米国のプライベートクレジット(ファンド融資)市場に異変が起きています。融資先の経営悪化により返済条件を緩和せざるを得ない「デフォルト予備軍」が4年間で2.5倍に急増し、ファンドの資金調達はピーク時から約3割減少しました。

JPモルガンのジェイミー・ダイモンCEOが「ゴキブリ」理論で警告した通り、表面化した問題の裏にはより大きなリスクが潜んでいる可能性があります。本記事では、プライベートクレジット市場が直面する構造的な問題を解説します。

プライベートクレジットとは何か

銀行に代わる企業金融の担い手

プライベートクレジットとは、銀行を介さずに投資ファンドが企業に直接融資する金融手法です。従来の銀行融資と異なり、規制が緩やかで、融資条件の柔軟性が高いことが特徴です。2008年の金融危機以降、銀行の規制強化に伴い急成長し、市場規模は約1.8兆ドル(約270兆円)に達しています。

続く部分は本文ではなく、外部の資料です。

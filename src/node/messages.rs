//! Signed round descriptors.
//!
//! The permissioning service announces each round with a descriptor naming
//! the circuit, the batch size and the execution deadline, signed with its
//! long-lived ed25519 key. A node refuses descriptors whose signature does
//! not verify; everything downstream trusts the descriptor's content.

use displaydoc::Display;
use ed25519_dalek::{Signature, Signer, SigningKey, Verifier, VerifyingKey};
use serde::{Deserialize, Serialize};
use std::convert::TryInto;
use thiserror::Error;

use crate::RoundId;

#[derive(Debug, Display, Error)]
/// An error produced by descriptor signing or verification.
pub enum MessageError {
    /// round descriptor encoding failed: {0}
    Encoding(#[from] bincode::Error),
    /// round descriptor signature is malformed
    MalformedSignature,
    /// round descriptor signature is invalid
    BadSignature,
}

/// The announcement of one round.
#[derive(Debug, Clone, PartialEq, Eq, Serialize, Deserialize)]
pub struct RoundInfo {
    pub id: RoundId,
    /// The circuit, as raw node identities in execution order.
    pub topology: Vec<Vec<u8>>,
    pub batch_size: u32,
    /// The per-phase execution deadline the resource queue enforces.
    pub resource_queue_timeout_millis: u64,
    /// Unix milliseconds at which the descriptor was issued.
    pub issued_at_millis: u64,
}

/// A round descriptor together with the permissioning signature over its
/// canonical encoding.
#[derive(Debug, Clone, PartialEq, Eq, Serialize, Deserialize)]
pub struct SignedRoundInfo {
    info: RoundInfo,
    signature: Vec<u8>,
}

impl SignedRoundInfo {
    /// Signs a descriptor. Used by the permissioning side and by tests.
    pub fn sign(info: RoundInfo, key: &SigningKey) -> Result<Self, MessageError> {
        let encoded = bincode::serialize(&info)?;
        let signature = key.sign(&encoded).to_bytes().to_vec();
        Ok(Self { info, signature })
    }

    /// Releases the descriptor without checking the signature, for loopback
    /// deployments that run without a permissioning key.
    pub fn unverified(self) -> RoundInfo {
        self.info
    }

    /// Verifies the signature and releases the descriptor.
    pub fn verify(self, key: &VerifyingKey) -> Result<RoundInfo, MessageError> {
        let encoded = bincode::serialize(&self.info)?;
        let bytes: [u8; 64] = self
            .signature
            .as_slice()
            .try_into()
            .map_err(|_| MessageError::MalformedSignature)?;
        let signature = Signature::from_bytes(&bytes);
        key.verify(&encoded, &signature)
            .map_err(|_| MessageError::BadSignature)?;
        Ok(self.info)
    }
}

#[cfg(test)]
mod tests {
    use super::*;

    fn descriptor() -> RoundInfo {
        RoundInfo {
            id: 17,
            topology: vec![vec![1], vec![2]],
            batch_size: 8,
            resource_queue_timeout_millis: 3000,
            issued_at_millis: 1_700_000_000_000,
        }
    }

    fn keypair() -> (SigningKey, VerifyingKey) {
        let signing = SigningKey::from_bytes(&[5u8; 32]);
        let verifying = signing.verifying_key();
        (signing, verifying)
    }

    #[test]
    fn a_signed_descriptor_verifies() {
        let (signing, verifying) = keypair();
        let signed = SignedRoundInfo::sign(descriptor(), &signing).unwrap();
        assert_eq!(signed.verify(&verifying).unwrap(), descriptor());
    }

    #[test]
    fn a_tampered_descriptor_is_rejected() {
        let (signing, verifying) = keypair();
        let mut signed = SignedRoundInfo::sign(descriptor(), &signing).unwrap();
        signed.info.batch_size = 9000;
        assert!(matches!(
            signed.verify(&verifying),
            Err(MessageError::BadSignature)
        ));
    }

    #[test]
    fn a_truncated_signature_is_malformed() {
        let (signing, verifying) = keypair();
        let mut signed = SignedRoundInfo::sign(descriptor(), &signing).unwrap();
        signed.signature.truncate(10);
        assert!(matches!(
            signed.verify(&verifying),
            Err(MessageError::MalformedSignature)
        ));
    }

    #[test]
    fn the_wrong_key_is_rejected() {
        let (signing, _) = keypair();
        let stranger = SigningKey::from_bytes(&[9u8; 32]).verifying_key();
        let signed = SignedRoundInfo::sign(descriptor(), &signing).unwrap();
        assert!(matches!(
            signed.verify(&stranger),
            Err(MessageError::BadSignature)
        ));
    }
}
impl<S: Stream> Graph<S> {
    /// Creates an empty graph owning `stream`.
    pub fn new(name: &'static str, stream: S) -> Self {
        let default_threads = std::thread::available_parallelism()
            .map(|n| n.get() as u32)
            .unwrap_or(4);
        Self {
            name,
            default_threads,
            modules: Vec::new(),
            next_of: Vec::new(),
            first: None,
            last: None,
            batch_size: 0,
            expanded_batch: 0,
            state: Mutex::new(GraphState::Created),
            stream: Mutex::new(Some(stream)),
            linked: OnceCell::new(),
            error_handler: OnceCell::new(),
            input_tx: Mutex::new(None),
            output_tx: Mutex::new(None),
            output_rx: AsyncMutex::new(None),
            emitted: AtomicU32::new(0),
            workers: Mutex::new(Vec::new()),
        }
    }

    /// Overrides the default worker count used for `ThreadCount::Auto`
    /// modules.
    pub fn set_default_threads(&mut self, threads: u32) {
        self.default_threads = threads.max(1);
    }

    /// Registers a module; call [`Graph::connect`] to wire it.
    pub fn add_module(&mut self, module: Arc<dyn Module<S>>) -> ModuleId {
        self.modules.push(ModuleSlot {
            module,
            input_size: 1,
            threads: 1,
            gate: Arc::new(Gate::new(0)),
            tx: Mutex::new(None),
            rx: Mutex::new(None),
            adapt_nanos: Arc::new(AtomicU64::new(0)),
            out_nanos: Arc::new(AtomicU64::new(0)),
        });
        self.next_of.push(None);
        ModuleId(self.modules.len() - 1)
    }

    /// Makes `to` consume the outputs of `from`.
    pub fn connect(&mut self, from: ModuleId, to: ModuleId) {
        self.next_of[from.0] = Some(to.0);
    }

    /// Designates the module that consumes external input.
    pub fn first(&mut self, id: ModuleId) {
        self.first = Some(id.0);
    }

    /// Designates the module whose outputs leave the graph.
    pub fn last(&mut self, id: ModuleId) {
        self.last = Some(id.0);
    }

    /// The batch size the graph was built for.
    pub fn batch_size(&self) -> u32 {
        self.batch_size
    }

    /// The batch size rounded up to align with every module's input width.
    pub fn expanded_batch(&self) -> u32 {
        self.expanded_batch
    }

    /// Computes the expanded batch size, resolves auto input sizes and
    /// thread counts, and allocates the chunk channels.
    pub fn build(&mut self, batch_size: u32, handler: ErrorHandler) -> Result<(), GraphError> {
        {
            let mut state = self.state.lock();
            if *state != GraphState::Created {
                return Err(GraphError::InvalidState {
                    graph: self.name,
                    expected: "newly created",
                });
            }
            *state = GraphState::Built;
        }
        let first = self.first.ok_or(GraphError::IncompleteChain(self.name))?;
        let last = self.last.ok_or(GraphError::IncompleteChain(self.name))?;
        self.validate_chain(first, last)?;

        self.batch_size = batch_size;
        let _ = self.error_handler.set(handler);

        // Resolve thread counts first; auto input sizes depend on them.
        for slot in &mut self.modules {
            slot.threads = match slot.module.num_threads() {
                ThreadCount::Auto => self.default_threads,
                ThreadCount::Fixed(n) => n.max(1),
            };
        }
        let mut max_input = 1;
        for slot in &mut self.modules {
            slot.input_size = match slot.module.input_size() {
                InputSize::Fixed(n) => n.max(1),
                InputSize::Auto => (batch_size / (slot.threads * 4)).max(1),
            };
            max_input = max_input.max(slot.input_size);
        }
        self.expanded_batch = ((batch_size + max_input - 1) / max_input) * max_input;

        for slot in &mut self.modules {
            let capacity = (slot.input_size * slot.threads) as usize;
            let (tx, rx) = mpsc::channel(capacity.max(1));
            *slot.tx.lock() = Some(tx);
            *slot.rx.lock() = Some(rx);
            let required = (slot.module.start_threshold() * self.expanded_batch as f32).ceil();
            slot.gate = Arc::new(Gate::new(required as u32));
        }

        let last_slot = &self.modules[last];
        let (out_tx, out_rx) = mpsc::channel((last_slot.input_size * last_slot.threads).max(1) as usize);
        *self.output_tx.lock() = Some(out_tx);
        self.output_rx = AsyncMutex::new(Some(out_rx));
        *self.input_tx.lock() = self.modules[first].tx.lock().clone();
        Ok(())
    }

    /// Raises the expanded batch to at least `expanded`. Callable between
    /// `build` and `link`, for rounds whose phases must share one slot
    /// domain even though their modules have different input widths.
    pub fn grow_expanded(&mut self, expanded: u32) -> Result<(), GraphError> {
        {
            let state = self.state.lock();
            if *state != GraphState::Built {
                return Err(GraphError::InvalidState {
                    graph: self.name,
                    expected: "built",
                });
            }
        }
        if expanded <= self.expanded_batch {
            return Ok(());
        }
        self.expanded_batch = expanded;
        // Gate thresholds are fractions of the expanded batch.
        for slot in &mut self.modules {
            let required = (slot.module.start_threshold() * self.expanded_batch as f32).ceil();
            slot.gate = Arc::new(Gate::new(required as u32));
        }
        Ok(())
    }

    fn validate_chain(&self, first: usize, last: usize) -> Result<(), GraphError> {
        let mut visited = 0;
        let mut cursor = first;
        loop {
            visited += 1;
            if visited > self.modules.len() {
                return Err(GraphError::IncompleteChain(self.name));
            }
            match self.next_of[cursor] {
                Some(next) => cursor = next,
                None => break,
            }
        }
        if cursor != last || visited != self.modules.len() {
            return Err(GraphError::IncompleteChain(self.name));
        }
        Ok(())
    }

    /// Links the stream to the round buffer and extras.
    pub fn link(&mut self, ctx: LinkCtx) -> Result<(), GraphError> {
        {
            let mut state = self.state.lock();
            if *state != GraphState::Built {
                return Err(GraphError::InvalidState {
                    graph: self.name,
                    expected: "built",
                });
            }
            *state = GraphState::Linked;
        }
        let mut stream = self
            .stream
            .lock()
            .take()
            .ok_or(GraphError::InvalidState {
                graph: self.name,
                expected: "holding its stream",
            })?;
        stream.link(ctx)?;
        let _ = self.linked.set(Arc::new(stream));
        Ok(())
    }

    /// Spawns the per-module workers.
    pub fn run(&self) -> Result<(), GraphError> {
        {
            let mut state = self.state.lock();
            if *state != GraphState::Linked {
                return Err(GraphError::InvalidState {
                    graph: self.name,
                    expected: "linked",
                });
            }
            *state = GraphState::Running;
        }
        let stream = self
            .linked
            .get()
            .cloned()
            .ok_or(GraphError::InvalidState {
                graph: self.name,
                expected: "linked",
            })?;
        let handler = self
            .error_handler
            .get()
            .cloned()
            .ok_or(GraphError::InvalidState {
                graph: self.name,
                expected: "built with an error handler",
            })?;

        // Original senders are dropped at the end of this scope so every
        // channel closes once its upstream workers exit.
        let senders: Vec<Option<mpsc::Sender<Chunk>>> =
            self.modules.iter().map(|m| m.tx.lock().take()).collect();
        let out_tx = self
            .output_tx
            .lock()
            .take()
            .ok_or(GraphError::InvalidState {
                graph: self.name,
                expected: "holding its output channel",
            })?;

        let mut workers = self.workers.lock();
        for (idx, slot) in self.modules.iter().enumerate() {
            let rx = slot.rx.lock().take().ok_or(GraphError::InvalidState {
                graph: self.name,
                expected: "holding its input channels",
            })?;
            let rx = Arc::new(AsyncMutex::new(rx));
            let (next_tx, next_width, next_gate) = match self.next_of[idx] {
                Some(j) => (
                    senders[j].clone().ok_or(GraphError::IncompleteChain(self.name))?,
                    self.modules[j].input_size,
                    Some(Arc::clone(&self.modules[j].gate)),
                ),
                None => (out_tx.clone(), slot.input_size, None),
            };
            for _ in 0..slot.threads {
                workers.push(tokio::spawn(worker_loop(
                    Arc::clone(&slot.module),
                    Arc::clone(&stream),
                    Arc::clone(&rx),
                    next_tx.clone(),
                    next_width,
                    next_gate.clone(),
                    Arc::clone(&slot.adapt_nanos),
                    Arc::clone(&slot.out_nanos),
                    Arc::clone(&handler),
                )));
            }
        }
        Ok(())
    }

    /// Feeds a chunk to the first module. The external entry point.
    pub async fn send(&self, chunk: Chunk) -> Result<(), GraphError> {
        if chunk.end() > self.expanded_batch {
            return Err(GraphError::OutsideExpandedBatch {
                begin: chunk.begin(),
                end: chunk.end(),
                expanded: self.expanded_batch,
            });
        }
        let tx = self
            .input_tx
            .lock()
            .clone()
            .ok_or(GraphError::InputClosed(self.name))?;
        let first = self.first.ok_or(GraphError::IncompleteChain(self.name))?;
        let slot = &self.modules[first];
        slot.gate
            .send(&tx, slot.input_size, chunk)
            .await
            .map_err(|_| GraphError::InputClosed(self.name))
    }

    /// Pops the next completed chunk, or `None` once the expanded batch has
    /// drained.
    pub async fn get_output(&self) -> Option<Chunk> {
        let mut guard = self.output_rx.lock().await;
        let rx = guard.as_mut()?;
        match rx.recv().await {
            Some(chunk) => {
                let emitted = self.emitted.fetch_add(chunk.len(), Ordering::SeqCst) + chunk.len();
                if emitted >= self.expanded_batch {
                    // Close the input so the worker chain winds down.
                    self.input_tx.lock().take();
                }
                Some(chunk)
            }
            None => {
                *guard = None;
                None
            }
        }
    }

    /// The linked stream, for slot input/output.
    pub fn stream(&self) -> Option<&Arc<S>> {
        self.linked.get()
    }

    /// Cumulative per-module wall times.
    pub fn module_runtimes(&self) -> Vec<ModuleRuntime> {
        self.modules
            .iter()
            .map(|slot| ModuleRuntime {
                name: slot.module.name(),
                adapt: Duration::from_nanos(slot.adapt_nanos.load(Ordering::Relaxed)),
                out: Duration::from_nanos(slot.out_nanos.load(Ordering::Relaxed)),
            })
            .collect()
    }
}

特にプライベートエクイティ(PE)ファンドが買収した企業への融資が中心で、ソフトウエア企業向けがスポンサー付き融資全体の約40%を占めています。

なぜ今、問題が顕在化しているのか

金利上昇の長期化や景気減速により、融資先企業の収益が悪化しています。UBSのストラテジストが2026年2月に発表したレポートでは、最悪の場合のデフォルト率を15%と試算し、市場に衝撃を与えました。表面上のデフォルト率は2%以下にとどまっていますが、債務再編やPIK(後述)を含めた「実質的なデフォルト率」は5%に近づいているとされます。

「ゴキブリ」理論が現実に

ダイモンCEOの警告

JPモルガンのダイモンCEOは、プライベートクレジット市場のリスクが「目に見えるところに隠れている」と警告し、「ゴキブリが出てくるだろう」と述べました。これは「ゴキブリ理論」と呼ばれる投資の格言で、1匹のゴキブリを見つけたら、見えないところにもっと多くのゴキブリがいるという意味です。

連鎖的に表面化する問題

この警告が現実味を帯びる事態が次々と発生しています。

Blue Owlの償還凍結(2月): 資産運用大手Blue Owl Capitalは、3つのダイレクトレンディングファンドで約14億ドル(約2,100億円)の投資を売却して投資家への払い戻しに充てましたが、最終的に償還そのものを停止しました。償還請求を「IOU(借用書)」に置き換えるという異例の対応は、流動性の枯渇を如実に示しています。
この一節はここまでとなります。